What you need to do: Output only the stretch of the listing that starts at the line containing "filename crates/doorlist-cli/src/commands/search.rs" and ends at the line containing "pub fn run(config: &SearchConfig)", reproduced exactly with both ends.

^^^^

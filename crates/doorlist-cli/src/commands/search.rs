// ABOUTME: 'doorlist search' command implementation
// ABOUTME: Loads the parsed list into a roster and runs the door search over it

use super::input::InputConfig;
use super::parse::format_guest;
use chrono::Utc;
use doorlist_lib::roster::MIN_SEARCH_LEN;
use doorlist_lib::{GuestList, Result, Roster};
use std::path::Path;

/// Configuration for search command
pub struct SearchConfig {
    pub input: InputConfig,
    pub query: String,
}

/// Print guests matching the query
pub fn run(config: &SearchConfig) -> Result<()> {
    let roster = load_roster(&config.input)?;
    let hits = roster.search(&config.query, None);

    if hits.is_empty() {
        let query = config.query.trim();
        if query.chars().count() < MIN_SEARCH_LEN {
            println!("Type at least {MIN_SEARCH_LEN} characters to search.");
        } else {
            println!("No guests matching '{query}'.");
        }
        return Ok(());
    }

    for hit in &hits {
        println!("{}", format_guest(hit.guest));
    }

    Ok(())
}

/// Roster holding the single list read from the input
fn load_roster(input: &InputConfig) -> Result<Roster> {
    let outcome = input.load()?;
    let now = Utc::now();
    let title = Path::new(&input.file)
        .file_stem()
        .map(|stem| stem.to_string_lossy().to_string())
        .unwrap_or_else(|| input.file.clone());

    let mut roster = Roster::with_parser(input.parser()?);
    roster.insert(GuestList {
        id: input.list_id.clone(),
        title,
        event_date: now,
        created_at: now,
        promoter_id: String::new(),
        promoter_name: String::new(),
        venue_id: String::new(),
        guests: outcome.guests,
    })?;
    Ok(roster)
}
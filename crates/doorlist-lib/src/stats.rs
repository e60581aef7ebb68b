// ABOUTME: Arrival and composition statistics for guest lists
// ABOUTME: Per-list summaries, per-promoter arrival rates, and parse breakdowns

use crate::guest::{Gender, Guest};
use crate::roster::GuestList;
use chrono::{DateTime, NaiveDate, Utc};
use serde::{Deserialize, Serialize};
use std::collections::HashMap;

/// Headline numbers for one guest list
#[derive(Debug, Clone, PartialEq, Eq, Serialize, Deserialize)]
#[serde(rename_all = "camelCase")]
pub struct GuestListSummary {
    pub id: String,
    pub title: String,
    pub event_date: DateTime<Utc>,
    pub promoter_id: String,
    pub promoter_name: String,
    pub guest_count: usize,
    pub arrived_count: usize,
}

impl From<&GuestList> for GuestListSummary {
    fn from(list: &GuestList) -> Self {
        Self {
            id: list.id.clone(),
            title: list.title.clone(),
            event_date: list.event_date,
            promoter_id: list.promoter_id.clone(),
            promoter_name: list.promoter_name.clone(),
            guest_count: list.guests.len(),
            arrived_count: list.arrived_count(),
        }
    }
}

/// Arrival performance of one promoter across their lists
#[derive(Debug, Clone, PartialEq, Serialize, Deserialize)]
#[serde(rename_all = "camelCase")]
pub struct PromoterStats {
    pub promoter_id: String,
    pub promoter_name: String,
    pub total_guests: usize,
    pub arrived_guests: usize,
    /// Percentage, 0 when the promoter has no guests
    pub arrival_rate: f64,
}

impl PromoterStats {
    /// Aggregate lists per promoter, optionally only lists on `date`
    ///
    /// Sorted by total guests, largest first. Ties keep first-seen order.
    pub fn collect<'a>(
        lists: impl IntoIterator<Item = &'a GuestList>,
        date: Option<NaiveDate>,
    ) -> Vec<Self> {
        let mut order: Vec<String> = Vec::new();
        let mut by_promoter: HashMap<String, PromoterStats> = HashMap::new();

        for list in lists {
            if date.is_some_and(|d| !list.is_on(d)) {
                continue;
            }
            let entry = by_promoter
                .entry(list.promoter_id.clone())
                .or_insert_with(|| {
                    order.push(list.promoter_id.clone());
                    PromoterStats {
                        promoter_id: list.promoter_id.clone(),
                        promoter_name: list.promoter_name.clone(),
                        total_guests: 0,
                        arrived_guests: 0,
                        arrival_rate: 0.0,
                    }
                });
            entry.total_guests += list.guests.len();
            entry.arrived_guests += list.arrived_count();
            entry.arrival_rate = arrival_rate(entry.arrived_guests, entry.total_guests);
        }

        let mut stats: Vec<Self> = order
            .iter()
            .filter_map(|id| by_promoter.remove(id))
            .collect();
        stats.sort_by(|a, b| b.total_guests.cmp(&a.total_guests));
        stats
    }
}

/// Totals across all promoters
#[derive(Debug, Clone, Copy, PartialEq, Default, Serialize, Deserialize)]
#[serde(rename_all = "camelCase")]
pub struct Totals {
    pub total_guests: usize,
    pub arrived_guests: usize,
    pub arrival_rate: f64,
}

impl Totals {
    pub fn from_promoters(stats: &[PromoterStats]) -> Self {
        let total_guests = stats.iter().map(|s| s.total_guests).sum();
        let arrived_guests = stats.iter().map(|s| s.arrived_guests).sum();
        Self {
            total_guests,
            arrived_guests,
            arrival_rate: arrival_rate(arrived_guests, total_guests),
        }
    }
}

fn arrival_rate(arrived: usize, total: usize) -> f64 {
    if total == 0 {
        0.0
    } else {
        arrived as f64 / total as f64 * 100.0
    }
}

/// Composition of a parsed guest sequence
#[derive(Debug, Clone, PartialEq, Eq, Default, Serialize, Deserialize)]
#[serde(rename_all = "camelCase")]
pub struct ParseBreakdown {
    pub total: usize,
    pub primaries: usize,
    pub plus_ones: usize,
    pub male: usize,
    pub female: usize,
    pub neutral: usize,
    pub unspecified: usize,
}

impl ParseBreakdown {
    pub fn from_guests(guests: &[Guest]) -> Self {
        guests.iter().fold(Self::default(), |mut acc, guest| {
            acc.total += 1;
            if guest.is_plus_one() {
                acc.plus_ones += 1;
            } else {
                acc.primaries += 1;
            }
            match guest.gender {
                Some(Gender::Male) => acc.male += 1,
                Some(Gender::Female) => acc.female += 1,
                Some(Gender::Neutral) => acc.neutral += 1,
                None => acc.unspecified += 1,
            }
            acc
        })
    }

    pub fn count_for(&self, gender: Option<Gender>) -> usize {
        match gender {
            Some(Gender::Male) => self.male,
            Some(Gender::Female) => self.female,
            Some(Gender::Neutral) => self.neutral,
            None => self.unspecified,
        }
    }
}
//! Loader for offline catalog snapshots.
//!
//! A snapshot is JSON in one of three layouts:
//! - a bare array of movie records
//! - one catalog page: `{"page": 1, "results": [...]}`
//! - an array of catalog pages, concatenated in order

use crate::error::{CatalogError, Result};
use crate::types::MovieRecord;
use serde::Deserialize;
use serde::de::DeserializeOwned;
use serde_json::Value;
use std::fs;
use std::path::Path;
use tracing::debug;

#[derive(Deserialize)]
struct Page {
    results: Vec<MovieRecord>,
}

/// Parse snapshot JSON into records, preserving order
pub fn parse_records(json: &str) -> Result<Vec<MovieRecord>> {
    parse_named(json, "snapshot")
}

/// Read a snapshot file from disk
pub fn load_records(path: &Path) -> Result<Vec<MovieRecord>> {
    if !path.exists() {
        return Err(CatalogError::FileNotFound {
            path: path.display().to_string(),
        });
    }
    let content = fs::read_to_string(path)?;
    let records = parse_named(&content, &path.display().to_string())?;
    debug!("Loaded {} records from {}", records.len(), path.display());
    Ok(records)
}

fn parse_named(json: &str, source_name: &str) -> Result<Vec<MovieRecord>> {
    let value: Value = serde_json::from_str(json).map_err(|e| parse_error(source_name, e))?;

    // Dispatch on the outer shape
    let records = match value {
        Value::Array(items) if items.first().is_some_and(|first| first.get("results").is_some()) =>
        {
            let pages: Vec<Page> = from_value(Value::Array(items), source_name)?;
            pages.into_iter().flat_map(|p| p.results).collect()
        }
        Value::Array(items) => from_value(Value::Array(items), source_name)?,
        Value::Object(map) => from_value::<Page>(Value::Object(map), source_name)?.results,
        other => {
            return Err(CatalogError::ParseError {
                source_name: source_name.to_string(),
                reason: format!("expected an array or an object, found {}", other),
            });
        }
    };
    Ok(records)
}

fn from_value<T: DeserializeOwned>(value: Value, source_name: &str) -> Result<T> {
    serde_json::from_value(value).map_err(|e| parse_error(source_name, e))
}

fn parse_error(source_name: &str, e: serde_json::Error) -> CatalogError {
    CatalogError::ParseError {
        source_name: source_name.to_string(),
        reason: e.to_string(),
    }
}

^^^^

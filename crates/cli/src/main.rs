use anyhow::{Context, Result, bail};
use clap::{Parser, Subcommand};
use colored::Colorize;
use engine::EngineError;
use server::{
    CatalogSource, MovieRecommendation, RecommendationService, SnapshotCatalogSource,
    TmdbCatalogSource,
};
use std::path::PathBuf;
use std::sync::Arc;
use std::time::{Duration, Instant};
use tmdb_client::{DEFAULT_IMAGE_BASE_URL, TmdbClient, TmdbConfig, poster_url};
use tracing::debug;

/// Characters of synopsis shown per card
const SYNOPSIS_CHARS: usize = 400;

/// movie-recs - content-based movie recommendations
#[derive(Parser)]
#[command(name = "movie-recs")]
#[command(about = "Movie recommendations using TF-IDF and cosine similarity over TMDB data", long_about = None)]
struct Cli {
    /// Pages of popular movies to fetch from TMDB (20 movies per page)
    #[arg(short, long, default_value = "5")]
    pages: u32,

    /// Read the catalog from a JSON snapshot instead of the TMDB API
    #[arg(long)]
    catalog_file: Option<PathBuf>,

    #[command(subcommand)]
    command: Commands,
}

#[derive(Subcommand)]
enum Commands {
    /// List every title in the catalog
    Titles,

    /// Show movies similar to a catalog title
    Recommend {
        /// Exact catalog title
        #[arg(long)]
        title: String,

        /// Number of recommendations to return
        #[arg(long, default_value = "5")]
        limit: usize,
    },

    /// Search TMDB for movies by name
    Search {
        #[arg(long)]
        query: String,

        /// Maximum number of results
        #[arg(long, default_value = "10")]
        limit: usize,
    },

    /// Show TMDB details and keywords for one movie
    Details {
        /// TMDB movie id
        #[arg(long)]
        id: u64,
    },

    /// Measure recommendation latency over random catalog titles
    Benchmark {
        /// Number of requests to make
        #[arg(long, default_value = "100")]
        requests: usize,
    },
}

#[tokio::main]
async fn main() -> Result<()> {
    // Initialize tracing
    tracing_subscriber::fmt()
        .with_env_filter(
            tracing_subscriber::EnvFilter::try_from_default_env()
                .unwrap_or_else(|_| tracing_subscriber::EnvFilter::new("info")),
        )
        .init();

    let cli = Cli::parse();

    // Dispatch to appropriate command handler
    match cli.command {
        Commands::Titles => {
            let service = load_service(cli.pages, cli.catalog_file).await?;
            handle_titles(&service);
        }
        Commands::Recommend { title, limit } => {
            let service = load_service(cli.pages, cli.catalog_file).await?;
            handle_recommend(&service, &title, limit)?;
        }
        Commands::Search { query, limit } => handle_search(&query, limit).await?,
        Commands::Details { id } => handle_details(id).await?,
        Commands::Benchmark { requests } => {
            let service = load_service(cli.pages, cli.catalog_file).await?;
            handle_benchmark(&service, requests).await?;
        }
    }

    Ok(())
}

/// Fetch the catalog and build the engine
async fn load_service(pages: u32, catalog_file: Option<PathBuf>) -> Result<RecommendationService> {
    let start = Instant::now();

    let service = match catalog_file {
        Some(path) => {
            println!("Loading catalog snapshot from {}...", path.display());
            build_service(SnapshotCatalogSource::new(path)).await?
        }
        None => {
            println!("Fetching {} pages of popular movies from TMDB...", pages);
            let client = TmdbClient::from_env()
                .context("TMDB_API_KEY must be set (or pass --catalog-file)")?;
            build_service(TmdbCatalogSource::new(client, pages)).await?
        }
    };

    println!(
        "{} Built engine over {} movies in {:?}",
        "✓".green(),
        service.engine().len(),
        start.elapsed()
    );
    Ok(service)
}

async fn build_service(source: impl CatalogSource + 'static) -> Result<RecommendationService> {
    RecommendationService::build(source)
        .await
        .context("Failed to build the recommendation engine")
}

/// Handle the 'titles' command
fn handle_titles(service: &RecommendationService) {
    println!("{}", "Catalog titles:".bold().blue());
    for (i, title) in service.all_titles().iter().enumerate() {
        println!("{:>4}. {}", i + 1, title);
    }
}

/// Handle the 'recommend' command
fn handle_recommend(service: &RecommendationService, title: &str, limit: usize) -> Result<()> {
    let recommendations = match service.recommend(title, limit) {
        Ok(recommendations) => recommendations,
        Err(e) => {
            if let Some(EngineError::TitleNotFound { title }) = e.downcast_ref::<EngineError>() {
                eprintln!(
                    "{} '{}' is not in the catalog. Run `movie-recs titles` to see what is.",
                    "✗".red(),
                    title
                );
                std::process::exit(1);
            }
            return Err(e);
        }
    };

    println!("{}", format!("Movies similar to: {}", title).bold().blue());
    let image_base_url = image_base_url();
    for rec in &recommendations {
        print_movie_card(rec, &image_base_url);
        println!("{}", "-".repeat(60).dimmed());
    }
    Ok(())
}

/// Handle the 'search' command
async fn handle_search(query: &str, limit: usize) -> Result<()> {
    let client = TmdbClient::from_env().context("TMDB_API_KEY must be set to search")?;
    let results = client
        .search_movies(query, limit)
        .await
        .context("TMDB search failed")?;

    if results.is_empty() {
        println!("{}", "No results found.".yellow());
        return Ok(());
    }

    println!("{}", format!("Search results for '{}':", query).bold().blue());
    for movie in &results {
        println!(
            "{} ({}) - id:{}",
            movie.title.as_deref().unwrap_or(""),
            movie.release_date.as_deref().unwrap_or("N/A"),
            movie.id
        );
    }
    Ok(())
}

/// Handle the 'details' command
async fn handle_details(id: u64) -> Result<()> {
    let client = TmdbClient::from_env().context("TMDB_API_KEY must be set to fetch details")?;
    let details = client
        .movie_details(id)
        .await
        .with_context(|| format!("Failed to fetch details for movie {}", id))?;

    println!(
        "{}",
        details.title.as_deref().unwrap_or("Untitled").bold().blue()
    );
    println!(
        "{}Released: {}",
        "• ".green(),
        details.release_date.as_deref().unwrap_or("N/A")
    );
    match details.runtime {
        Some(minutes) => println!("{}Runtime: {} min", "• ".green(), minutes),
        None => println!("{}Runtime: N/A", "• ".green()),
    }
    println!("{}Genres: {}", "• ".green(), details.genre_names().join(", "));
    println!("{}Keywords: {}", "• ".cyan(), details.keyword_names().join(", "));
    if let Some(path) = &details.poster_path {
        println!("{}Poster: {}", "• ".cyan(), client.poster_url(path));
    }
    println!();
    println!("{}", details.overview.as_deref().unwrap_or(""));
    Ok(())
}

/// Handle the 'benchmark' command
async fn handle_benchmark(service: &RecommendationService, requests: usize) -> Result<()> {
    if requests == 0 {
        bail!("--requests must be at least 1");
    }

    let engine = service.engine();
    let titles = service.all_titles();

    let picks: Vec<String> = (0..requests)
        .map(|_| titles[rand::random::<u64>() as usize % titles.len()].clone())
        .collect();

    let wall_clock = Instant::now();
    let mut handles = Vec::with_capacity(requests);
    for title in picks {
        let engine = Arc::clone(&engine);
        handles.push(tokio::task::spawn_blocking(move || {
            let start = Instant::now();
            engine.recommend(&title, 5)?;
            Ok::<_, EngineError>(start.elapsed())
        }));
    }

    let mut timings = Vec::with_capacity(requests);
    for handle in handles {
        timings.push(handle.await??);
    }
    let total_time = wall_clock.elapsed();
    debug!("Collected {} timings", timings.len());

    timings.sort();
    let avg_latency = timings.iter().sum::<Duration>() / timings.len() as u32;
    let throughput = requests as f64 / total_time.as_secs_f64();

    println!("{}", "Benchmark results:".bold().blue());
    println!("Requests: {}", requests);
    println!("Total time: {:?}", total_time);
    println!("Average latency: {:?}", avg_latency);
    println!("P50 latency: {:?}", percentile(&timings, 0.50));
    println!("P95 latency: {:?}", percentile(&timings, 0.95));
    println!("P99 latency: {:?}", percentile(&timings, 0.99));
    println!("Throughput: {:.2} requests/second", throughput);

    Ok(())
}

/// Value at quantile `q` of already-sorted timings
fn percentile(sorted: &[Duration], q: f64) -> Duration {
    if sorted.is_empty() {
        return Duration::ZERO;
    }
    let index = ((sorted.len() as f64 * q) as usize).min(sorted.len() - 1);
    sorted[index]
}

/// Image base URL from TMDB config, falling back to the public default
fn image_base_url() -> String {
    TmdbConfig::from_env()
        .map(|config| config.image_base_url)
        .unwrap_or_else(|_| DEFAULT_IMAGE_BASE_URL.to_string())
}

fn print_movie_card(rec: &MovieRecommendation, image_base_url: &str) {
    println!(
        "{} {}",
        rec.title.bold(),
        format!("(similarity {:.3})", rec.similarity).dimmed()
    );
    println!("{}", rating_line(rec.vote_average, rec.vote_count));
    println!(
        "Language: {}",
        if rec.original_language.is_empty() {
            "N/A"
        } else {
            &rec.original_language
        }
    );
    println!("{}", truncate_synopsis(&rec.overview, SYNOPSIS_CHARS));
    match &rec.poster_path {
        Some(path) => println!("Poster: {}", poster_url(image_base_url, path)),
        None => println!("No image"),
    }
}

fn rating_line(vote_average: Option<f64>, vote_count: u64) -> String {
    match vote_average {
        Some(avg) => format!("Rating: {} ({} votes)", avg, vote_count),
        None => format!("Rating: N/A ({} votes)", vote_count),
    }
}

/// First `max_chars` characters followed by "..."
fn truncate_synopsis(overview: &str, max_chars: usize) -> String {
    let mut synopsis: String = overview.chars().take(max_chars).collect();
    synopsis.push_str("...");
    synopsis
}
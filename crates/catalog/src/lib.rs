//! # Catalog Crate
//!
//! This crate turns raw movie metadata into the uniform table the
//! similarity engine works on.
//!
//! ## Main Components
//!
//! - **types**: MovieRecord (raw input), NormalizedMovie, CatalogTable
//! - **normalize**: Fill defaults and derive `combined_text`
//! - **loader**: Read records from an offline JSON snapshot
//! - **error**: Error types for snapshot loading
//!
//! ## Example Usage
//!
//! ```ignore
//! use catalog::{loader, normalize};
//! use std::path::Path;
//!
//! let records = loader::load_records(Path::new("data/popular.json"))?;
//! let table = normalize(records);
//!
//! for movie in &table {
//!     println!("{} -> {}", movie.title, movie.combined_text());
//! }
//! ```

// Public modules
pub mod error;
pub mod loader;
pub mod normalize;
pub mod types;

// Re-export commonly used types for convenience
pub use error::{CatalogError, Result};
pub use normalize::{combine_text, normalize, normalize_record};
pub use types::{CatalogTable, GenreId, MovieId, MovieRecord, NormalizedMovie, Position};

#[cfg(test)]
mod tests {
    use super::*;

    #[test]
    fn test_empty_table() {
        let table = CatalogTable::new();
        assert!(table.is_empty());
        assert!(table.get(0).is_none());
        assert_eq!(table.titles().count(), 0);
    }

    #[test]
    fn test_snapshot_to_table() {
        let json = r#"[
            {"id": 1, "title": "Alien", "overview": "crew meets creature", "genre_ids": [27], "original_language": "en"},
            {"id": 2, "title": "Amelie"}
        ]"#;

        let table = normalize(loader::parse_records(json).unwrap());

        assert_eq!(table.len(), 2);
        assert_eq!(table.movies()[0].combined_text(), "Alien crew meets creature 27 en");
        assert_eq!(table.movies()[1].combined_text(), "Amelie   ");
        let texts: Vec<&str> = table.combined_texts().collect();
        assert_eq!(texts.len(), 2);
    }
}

^^^^

Completed exercise:
filename crates/doorlist-cli/src/commands/search.rs
// ABOUTME: 'doorlist search' command implementation
// ABOUTME: Loads the parsed list into a roster and runs the door search over it

use super::input::InputConfig;
use super::parse::format_guest;
use chrono::Utc;
use doorlist_lib::roster::MIN_SEARCH_LEN;
use doorlist_lib::{GuestList, Result, Roster};
use std::path::Path;

/// Configuration for search command
pub struct SearchConfig {
    pub input: InputConfig,
    pub query: String,
}

/// Print guests matching the query
pub fn run(config: &SearchConfig) -> Result<()> {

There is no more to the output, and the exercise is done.